(DATA FOR THE TASK Opens)
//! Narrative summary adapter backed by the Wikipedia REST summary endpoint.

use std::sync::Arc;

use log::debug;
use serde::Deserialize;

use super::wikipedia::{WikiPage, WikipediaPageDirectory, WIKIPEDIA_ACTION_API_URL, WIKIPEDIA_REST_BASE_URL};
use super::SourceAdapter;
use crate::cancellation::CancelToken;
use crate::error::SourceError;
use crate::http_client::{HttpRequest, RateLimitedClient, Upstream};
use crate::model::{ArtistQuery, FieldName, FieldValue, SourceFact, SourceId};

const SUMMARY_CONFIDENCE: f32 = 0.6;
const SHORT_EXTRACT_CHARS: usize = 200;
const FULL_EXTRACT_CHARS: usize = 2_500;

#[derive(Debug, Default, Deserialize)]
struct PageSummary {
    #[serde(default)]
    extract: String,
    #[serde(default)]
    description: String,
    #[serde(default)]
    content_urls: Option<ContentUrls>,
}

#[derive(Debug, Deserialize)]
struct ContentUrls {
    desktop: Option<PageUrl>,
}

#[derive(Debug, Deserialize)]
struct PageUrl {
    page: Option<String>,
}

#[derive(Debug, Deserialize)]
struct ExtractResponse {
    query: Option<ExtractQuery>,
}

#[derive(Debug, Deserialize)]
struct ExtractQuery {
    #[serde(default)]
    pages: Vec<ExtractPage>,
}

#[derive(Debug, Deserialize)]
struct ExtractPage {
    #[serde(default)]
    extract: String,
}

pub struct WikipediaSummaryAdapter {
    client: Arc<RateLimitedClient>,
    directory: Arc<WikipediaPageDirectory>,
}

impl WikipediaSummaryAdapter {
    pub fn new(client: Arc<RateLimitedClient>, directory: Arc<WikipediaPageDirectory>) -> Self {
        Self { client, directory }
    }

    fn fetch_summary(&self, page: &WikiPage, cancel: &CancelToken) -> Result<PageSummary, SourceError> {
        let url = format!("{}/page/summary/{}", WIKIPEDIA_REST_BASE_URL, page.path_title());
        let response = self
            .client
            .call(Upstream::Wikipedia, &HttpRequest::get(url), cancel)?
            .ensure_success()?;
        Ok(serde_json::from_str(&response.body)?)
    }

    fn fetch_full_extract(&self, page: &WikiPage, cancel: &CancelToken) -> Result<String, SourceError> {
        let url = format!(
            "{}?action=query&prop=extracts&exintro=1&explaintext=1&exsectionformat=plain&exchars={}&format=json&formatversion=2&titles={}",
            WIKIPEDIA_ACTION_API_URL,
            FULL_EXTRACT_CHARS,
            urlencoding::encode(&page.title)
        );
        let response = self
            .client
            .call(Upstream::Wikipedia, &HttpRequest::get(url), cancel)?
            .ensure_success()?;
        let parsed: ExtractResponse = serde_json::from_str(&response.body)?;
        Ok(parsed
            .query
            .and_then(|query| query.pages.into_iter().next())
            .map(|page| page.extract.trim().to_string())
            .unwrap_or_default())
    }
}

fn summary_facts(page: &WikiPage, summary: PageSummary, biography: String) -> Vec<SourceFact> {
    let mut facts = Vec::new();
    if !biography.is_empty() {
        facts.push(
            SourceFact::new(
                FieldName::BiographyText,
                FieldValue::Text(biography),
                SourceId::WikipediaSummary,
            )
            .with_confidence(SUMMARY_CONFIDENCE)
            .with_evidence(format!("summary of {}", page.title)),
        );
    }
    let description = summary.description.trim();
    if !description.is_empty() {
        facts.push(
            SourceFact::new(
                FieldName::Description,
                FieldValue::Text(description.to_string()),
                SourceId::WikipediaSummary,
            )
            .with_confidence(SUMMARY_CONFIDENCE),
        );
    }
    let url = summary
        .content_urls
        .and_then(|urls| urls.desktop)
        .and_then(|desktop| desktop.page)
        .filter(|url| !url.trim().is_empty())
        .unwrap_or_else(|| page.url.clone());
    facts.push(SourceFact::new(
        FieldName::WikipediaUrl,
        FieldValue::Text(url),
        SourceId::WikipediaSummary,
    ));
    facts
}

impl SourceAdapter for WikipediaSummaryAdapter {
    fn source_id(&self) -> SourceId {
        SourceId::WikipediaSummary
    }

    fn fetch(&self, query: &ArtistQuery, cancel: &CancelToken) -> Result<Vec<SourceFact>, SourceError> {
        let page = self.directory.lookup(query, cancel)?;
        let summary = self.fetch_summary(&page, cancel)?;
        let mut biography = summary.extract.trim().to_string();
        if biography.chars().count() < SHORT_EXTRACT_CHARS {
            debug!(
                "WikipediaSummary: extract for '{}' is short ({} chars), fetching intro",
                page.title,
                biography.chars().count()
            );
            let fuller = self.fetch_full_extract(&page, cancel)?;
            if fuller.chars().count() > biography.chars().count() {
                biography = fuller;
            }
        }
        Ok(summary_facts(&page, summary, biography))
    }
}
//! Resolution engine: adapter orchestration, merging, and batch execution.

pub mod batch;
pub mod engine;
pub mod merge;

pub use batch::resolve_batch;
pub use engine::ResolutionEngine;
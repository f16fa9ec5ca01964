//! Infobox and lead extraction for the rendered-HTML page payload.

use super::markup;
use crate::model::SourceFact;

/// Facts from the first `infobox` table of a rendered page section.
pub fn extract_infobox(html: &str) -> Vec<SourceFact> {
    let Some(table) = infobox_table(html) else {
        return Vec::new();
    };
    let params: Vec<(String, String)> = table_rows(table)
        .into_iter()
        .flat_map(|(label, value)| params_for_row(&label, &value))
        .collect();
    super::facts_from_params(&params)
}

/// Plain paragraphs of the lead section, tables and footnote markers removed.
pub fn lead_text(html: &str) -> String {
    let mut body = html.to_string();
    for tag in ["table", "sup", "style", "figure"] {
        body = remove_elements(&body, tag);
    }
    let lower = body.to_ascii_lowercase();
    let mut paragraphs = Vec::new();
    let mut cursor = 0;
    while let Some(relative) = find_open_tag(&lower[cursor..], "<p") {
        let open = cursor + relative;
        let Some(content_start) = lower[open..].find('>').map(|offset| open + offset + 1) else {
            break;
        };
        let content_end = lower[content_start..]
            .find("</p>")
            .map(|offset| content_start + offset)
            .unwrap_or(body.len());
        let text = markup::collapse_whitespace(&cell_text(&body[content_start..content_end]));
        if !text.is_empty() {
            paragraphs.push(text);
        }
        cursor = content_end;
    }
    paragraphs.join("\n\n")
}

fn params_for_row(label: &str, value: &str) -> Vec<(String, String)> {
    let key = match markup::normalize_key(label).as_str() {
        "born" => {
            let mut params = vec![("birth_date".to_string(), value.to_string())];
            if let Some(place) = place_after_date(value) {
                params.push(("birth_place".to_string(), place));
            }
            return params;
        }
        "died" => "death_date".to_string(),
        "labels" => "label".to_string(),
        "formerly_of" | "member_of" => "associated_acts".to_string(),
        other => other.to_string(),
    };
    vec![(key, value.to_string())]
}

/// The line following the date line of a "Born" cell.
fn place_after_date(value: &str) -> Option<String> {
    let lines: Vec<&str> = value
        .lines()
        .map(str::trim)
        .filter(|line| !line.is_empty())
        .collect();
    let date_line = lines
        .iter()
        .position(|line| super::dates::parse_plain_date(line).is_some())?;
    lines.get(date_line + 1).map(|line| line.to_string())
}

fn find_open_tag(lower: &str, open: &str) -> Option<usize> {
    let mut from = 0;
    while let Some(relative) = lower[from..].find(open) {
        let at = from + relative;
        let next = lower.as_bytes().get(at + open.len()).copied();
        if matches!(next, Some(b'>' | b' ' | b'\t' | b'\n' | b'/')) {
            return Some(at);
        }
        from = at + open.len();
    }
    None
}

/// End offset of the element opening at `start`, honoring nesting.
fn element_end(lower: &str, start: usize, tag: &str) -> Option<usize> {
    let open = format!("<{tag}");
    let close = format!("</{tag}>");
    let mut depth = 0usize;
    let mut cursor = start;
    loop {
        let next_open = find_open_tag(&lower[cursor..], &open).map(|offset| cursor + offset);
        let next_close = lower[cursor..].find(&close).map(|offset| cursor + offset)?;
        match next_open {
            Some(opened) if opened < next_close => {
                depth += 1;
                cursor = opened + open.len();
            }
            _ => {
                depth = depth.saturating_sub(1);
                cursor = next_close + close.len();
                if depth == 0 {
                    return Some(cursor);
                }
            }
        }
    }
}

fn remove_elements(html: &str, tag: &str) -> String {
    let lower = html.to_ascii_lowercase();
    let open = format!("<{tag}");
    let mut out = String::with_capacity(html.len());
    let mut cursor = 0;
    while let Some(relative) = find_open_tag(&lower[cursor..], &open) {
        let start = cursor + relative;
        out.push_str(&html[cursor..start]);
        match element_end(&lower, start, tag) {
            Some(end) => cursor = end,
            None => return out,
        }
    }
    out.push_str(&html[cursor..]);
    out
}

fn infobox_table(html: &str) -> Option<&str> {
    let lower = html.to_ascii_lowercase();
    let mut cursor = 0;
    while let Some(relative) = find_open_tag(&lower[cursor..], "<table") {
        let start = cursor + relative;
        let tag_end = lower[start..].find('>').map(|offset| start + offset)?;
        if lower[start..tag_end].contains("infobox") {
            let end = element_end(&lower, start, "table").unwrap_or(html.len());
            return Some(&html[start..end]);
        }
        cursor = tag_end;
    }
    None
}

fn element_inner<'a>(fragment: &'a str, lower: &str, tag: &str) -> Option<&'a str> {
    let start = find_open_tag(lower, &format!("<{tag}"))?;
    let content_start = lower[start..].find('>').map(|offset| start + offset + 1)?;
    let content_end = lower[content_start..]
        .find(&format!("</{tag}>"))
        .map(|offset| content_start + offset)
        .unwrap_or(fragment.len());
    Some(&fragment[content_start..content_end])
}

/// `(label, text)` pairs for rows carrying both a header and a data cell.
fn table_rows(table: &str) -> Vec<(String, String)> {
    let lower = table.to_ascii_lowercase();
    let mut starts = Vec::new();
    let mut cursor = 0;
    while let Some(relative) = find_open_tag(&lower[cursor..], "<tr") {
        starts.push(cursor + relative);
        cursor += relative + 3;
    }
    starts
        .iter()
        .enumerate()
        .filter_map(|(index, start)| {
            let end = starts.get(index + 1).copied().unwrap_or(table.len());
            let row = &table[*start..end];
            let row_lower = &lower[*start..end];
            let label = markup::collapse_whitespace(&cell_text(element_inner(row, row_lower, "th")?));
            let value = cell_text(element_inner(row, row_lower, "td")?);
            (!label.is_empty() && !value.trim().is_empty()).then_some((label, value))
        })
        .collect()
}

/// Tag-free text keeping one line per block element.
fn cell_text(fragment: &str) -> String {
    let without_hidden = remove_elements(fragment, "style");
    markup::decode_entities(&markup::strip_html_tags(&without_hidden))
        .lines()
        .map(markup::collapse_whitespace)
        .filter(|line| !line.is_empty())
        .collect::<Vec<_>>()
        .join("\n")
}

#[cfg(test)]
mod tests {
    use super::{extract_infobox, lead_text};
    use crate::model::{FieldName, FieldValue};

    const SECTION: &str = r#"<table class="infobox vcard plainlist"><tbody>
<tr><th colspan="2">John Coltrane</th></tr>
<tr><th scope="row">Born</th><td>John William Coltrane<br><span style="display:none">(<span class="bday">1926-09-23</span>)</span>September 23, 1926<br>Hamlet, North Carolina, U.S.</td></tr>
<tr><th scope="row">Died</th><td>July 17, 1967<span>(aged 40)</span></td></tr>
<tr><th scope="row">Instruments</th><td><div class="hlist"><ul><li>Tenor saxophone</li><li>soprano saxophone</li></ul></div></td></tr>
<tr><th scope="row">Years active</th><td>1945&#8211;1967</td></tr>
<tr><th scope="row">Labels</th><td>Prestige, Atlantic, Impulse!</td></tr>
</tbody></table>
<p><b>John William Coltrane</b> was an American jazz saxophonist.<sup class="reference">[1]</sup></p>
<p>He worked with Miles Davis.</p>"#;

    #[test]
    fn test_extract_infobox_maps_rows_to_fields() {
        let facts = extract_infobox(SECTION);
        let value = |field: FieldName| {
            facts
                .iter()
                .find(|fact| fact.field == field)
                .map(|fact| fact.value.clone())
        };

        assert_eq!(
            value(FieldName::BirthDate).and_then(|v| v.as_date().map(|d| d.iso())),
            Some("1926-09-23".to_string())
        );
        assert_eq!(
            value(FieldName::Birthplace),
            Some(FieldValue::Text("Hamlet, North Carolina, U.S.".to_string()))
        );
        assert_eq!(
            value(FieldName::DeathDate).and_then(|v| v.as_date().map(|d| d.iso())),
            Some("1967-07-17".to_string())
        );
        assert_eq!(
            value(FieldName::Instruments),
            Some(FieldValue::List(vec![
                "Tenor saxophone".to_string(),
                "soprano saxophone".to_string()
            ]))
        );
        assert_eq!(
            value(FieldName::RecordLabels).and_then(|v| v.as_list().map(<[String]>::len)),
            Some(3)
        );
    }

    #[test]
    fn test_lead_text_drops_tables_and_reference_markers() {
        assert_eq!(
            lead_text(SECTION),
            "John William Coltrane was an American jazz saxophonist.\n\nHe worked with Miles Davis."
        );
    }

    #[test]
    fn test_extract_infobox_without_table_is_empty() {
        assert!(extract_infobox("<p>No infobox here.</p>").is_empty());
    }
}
(DATA FOR THE TASK Closes)
Only lines that hold the string "Coltrane" belong in the answer, so copy every one of them from the records.

* **ANSWER BOX**
<tr><th colspan="2">John Coltrane</th></tr>
<tr><th scope="row">Born</th><td>John William Coltrane<br><span style="display:none">(<span class="bday">1926-09-23</span>)</span>September 23, 1926<br>Hamlet, North Carolina, U.S.</td></tr>
<p><b>John William Coltrane</b> was an American jazz saxophonist.<sup class="reference">[1]</sup></p>
            "John William Coltrane was an American jazz saxophonist.\n\nHe worked with Miles Davis."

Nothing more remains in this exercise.